Almost all of them. If you are power on and the wheel is over to the right, the right rear will spin up. You run on the east coast, so examples may not help, but if you are familiar with Sonoma, 2, 4, 5, 7/7a, 10, 11 are all problem areas. If you know Buttonwillow, the car will light up the right rear at 80+ going around Riverside (and most other power-on right handers).
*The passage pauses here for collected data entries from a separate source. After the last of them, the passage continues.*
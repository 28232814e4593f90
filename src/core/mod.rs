//! Core processing building blocks: raw decoding, validity masking,
//! cropping, band-ratio indices, color ramps, rendering and the
//! pipeline driver. These are consumed by the high-level `api` module.
pub mod params;
pub mod processing;
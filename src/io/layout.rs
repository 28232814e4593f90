//! On-disk layout of SGLI L2 reflectance acquisitions.
//!
//! ```text
//! <work_dir>/data/YYYY/MMDD/GC1SG1_YYYYMMDDD01D_TVVHH_L2SG_RSRFQ_3002.h5
//! <work_dir>/data/YYYY/MMDD/*VN08.bin, *VN11.bin      (red / nir tiles)
//! <work_dir>/output/YYYY/MMDD/<tile basename>.png      (rendered images)
//! ```
use std::fs;
use std::path::{Path, PathBuf};

use chrono::{Datelike, NaiveDate};
use tracing::debug;

use crate::error::{Error, Result};
use crate::types::{Band, OutputFormat};

/// SGLI tile index (vertical, horizontal).
#[derive(Debug, Clone, Copy, PartialEq, Eq)]
pub struct TileId {
    pub v: u32,
    pub h: u32,
}

/// Input tiles and output image paths for one acquisition.
#[derive(Debug, Clone, PartialEq, Eq)]
pub struct BandPaths {
    pub red_input: PathBuf,
    pub nir_input: PathBuf,
    pub red_output: PathBuf,
    pub nir_output: PathBuf,
    pub ndvi_output: PathBuf,
}

#[derive(Debug, Clone)]
pub struct AcquisitionLayout {
    pub work_dir: PathBuf,
    pub date: NaiveDate,
    pub tile: TileId,
}

impl AcquisitionLayout {
    pub fn new(work_dir: impl Into<PathBuf>, date: NaiveDate, tile: TileId) -> Self {
        Self {
            work_dir: work_dir.into(),
            date,
            tile,
        }
    }

    fn dated(&self, root: &str) -> PathBuf {
        self.work_dir
            .join(root)
            .join(format!("{}", self.date.year()))
            .join(format!("{:02}{:02}", self.date.month(), self.date.day()))
    }

    pub fn data_dir(&self) -> PathBuf {
        self.dated("data")
    }

    pub fn output_dir(&self) -> PathBuf {
        self.dated("output")
    }

    /// Product stem shared by the container and its extracted tiles.
    pub fn product_stem(&self) -> String {
        format!(
            "GC1SG1_{}D01D_T{:02}{:02}_L2SG_RSRFQ_3002",
            self.date.format("%Y%m%d"),
            self.tile.v,
            self.tile.h
        )
    }

    pub fn container_path(&self) -> PathBuf {
        self.data_dir().join(format!("{}.h5", self.product_stem()))
    }

    /// Where the extracted tile for `band` goes inside `raw_dir`.
    pub fn raw_path(&self, raw_dir: &Path, band: Band) -> PathBuf {
        let dataset = band.dataset_path();
        let leaf = dataset.rsplit('/').next().unwrap_or(dataset);
        raw_dir.join(format!("{}.{}.bin", self.product_stem(), leaf))
    }

    /// Find the tiles in the data directory and derive the output paths.
    /// Creates the output directory.
    pub fn discover(&self, format: OutputFormat) -> Result<BandPaths> {
        let data_dir = self.data_dir();
        let red_input = find_band_file(&data_dir, Band::Red)?;
        let nir_input = find_band_file(&data_dir, Band::Nir)?;

        let output_dir = self.output_dir();
        fs::create_dir_all(&output_dir)?;

        let ext = format.extension();
        let red_output = output_dir.join(file_name(&red_input)).with_extension(ext);
        let nir_output = output_dir.join(file_name(&nir_input)).with_extension(ext);
        let ndvi_output = output_dir.join(ndvi_name(&nir_input, ext));

        Ok(BandPaths {
            red_input,
            nir_input,
            red_output,
            nir_output,
            ndvi_output,
        })
    }
}

fn file_name(path: &Path) -> String {
    path.file_name()
        .map(|n| n.to_string_lossy().into_owned())
        .unwrap_or_default()
}

/// `<prefix>VN11.bin` -> `<prefix>ndvi.<ext>`
fn ndvi_name(nir_input: &Path, ext: &str) -> String {
    let name = file_name(nir_input);
    let prefix = name.strip_suffix(Band::Nir.raw_suffix()).unwrap_or(&name);
    format!("{}ndvi.{}", prefix, ext)
}

/// First file (by name) in `dir` ending with the band's raw suffix.
pub fn find_band_file(dir: &Path, band: Band) -> Result<PathBuf> {
    let suffix = band.raw_suffix();
    let not_found = || Error::PathNotFound {
        dir: dir.to_path_buf(),
        pattern: format!("*{}", suffix),
    };
    let entries = match fs::read_dir(dir) {
        Ok(entries) => entries,
        Err(e) if e.kind() == std::io::ErrorKind::NotFound => return Err(not_found()),
        Err(e) => return Err(e.into()),
    };
    let mut matches = Vec::new();
    for entry in entries {
        let path = entry?.path();
        if path.is_file() && file_name(&path).ends_with(suffix) {
            matches.push(path);
        }
    }
    matches.sort();
    debug!("{} candidates for {} in {:?}", matches.len(), band, dir);
    matches.into_iter().next().ok_or_else(not_found)
}

/// Insert `_<size>x<size>` before the extension.
pub fn crop_output_path(path: &Path, size: usize) -> PathBuf {
    let stem = path
        .file_stem()
        .map(|s| s.to_string_lossy().into_owned())
        .unwrap_or_default();
    let name = match path.extension() {
        Some(ext) => format!("{}_{}x{}.{}", stem, size, size, ext.to_string_lossy()),
        None => format!("{}_{}x{}", stem, size, size),
    };
    path.with_file_name(name)
}

#[cfg(test)]
mod tests {
    use super::*;

    fn layout(root: &Path) -> AcquisitionLayout {
        AcquisitionLayout::new(
            root,
            NaiveDate::from_ymd_opt(2023, 7, 4).unwrap(),
            TileId { v: 5, h: 29 },
        )
    }

    #[test]
    fn container_and_raw_paths() {
        let l = layout(Path::new("/wd"));
        assert_eq!(
            l.container_path(),
            PathBuf::from("/wd/data/2023/0704/GC1SG1_20230704D01D_T0529_L2SG_RSRFQ_3002.h5")
        );
        assert_eq!(
            l.raw_path(Path::new("/bins"), Band::Nir),
            PathBuf::from("/bins/GC1SG1_20230704D01D_T0529_L2SG_RSRFQ_3002.Rs_VN11.bin")
        );
    }

    #[test]
    fn discovers_inputs_and_derives_outputs() {
        let dir = tempfile::tempdir().unwrap();
        let l = layout(dir.path());
        fs::create_dir_all(l.data_dir()).unwrap();
        let stem = l.product_stem();
        for band in ["Rs_VN08", "Rs_VN11"] {
            fs::write(l.data_dir().join(format!("{stem}.{band}.bin")), b"").unwrap();
        }

        let paths = l.discover(OutputFormat::Png).unwrap();
        let out = l.output_dir();
        assert!(out.is_dir());
        assert_eq!(paths.red_input, l.data_dir().join(format!("{stem}.Rs_VN08.bin")));
        assert_eq!(paths.red_output, out.join(format!("{stem}.Rs_VN08.png")));
        assert_eq!(paths.nir_output, out.join(format!("{stem}.Rs_VN11.png")));
        assert_eq!(paths.ndvi_output, out.join(format!("{stem}.Rs_ndvi.png")));
    }

    #[test]
    fn missing_band_is_path_not_found() {
        let dir = tempfile::tempdir().unwrap();
        let l = layout(dir.path());
        fs::create_dir_all(l.data_dir()).unwrap();
        fs::write(l.data_dir().join("x.Rs_VN08.bin"), b"").unwrap();
        match l.discover(OutputFormat::Png) {
            Err(Error::PathNotFound { pattern, .. }) => assert_eq!(pattern, "*VN11.bin"),
            other => panic!("unexpected: {other:?}"),
        }
        // no data directory at all
        let empty = layout(&dir.path().join("nowhere"));
        assert!(matches!(
            find_band_file(&empty.data_dir(), Band::Red),
            Err(Error::PathNotFound { .. })
        ));
    }

    #[test]
    fn crop_suffix_goes_before_extension() {
        assert_eq!(
            crop_output_path(Path::new("/o/a.Rs_VN08.png"), 301),
            PathBuf::from("/o/a.Rs_VN08_301x301.png")
        );
        assert_eq!(
            crop_output_path(Path::new("plain"), 5),
            PathBuf::from("plain_5x5")
        );
    }
}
The previous chassis did the same thing, so it's not peculiar to a specific body, but more likely the way we have it set up.

Quote:
How much power/torque?
A generous estimate would be 200-ish on both scales. Possibly less; it's a fairly well-used M52b28.

Quote:
In my experience it's pretty easy to get a 240 to hook up around a road course, as the corners tend to be rather large radius compared with autocross. I had trouble with inside wheel spin during autocross...so I went a bit nuts with lowering the rear even more and adding a tender spring on a main spring to make sure the inside tire wasn't hiking because of short springs unseating. It got better, but I still need to do more. Nice thing about a clutch diff is that I can increase the breakaway torque and hopefully keep the inside tire from spinning. But the closer it gets to a locked diff, the more understeer it will induce, so I don't want to over do it.
I need to go stalk your threads again, it's been a few years. Which clutch diff did you end up with? We've gone through most of the other options at this point, with poor results.

Quote:
Reducing front roll can help keep the rear planted, so roll correction spacers and/or stiffer front springs may help.
More front spring is on the cards, but we didn't like it when it was pushy, so there's probably a limit there...

Thanks for your thoughts.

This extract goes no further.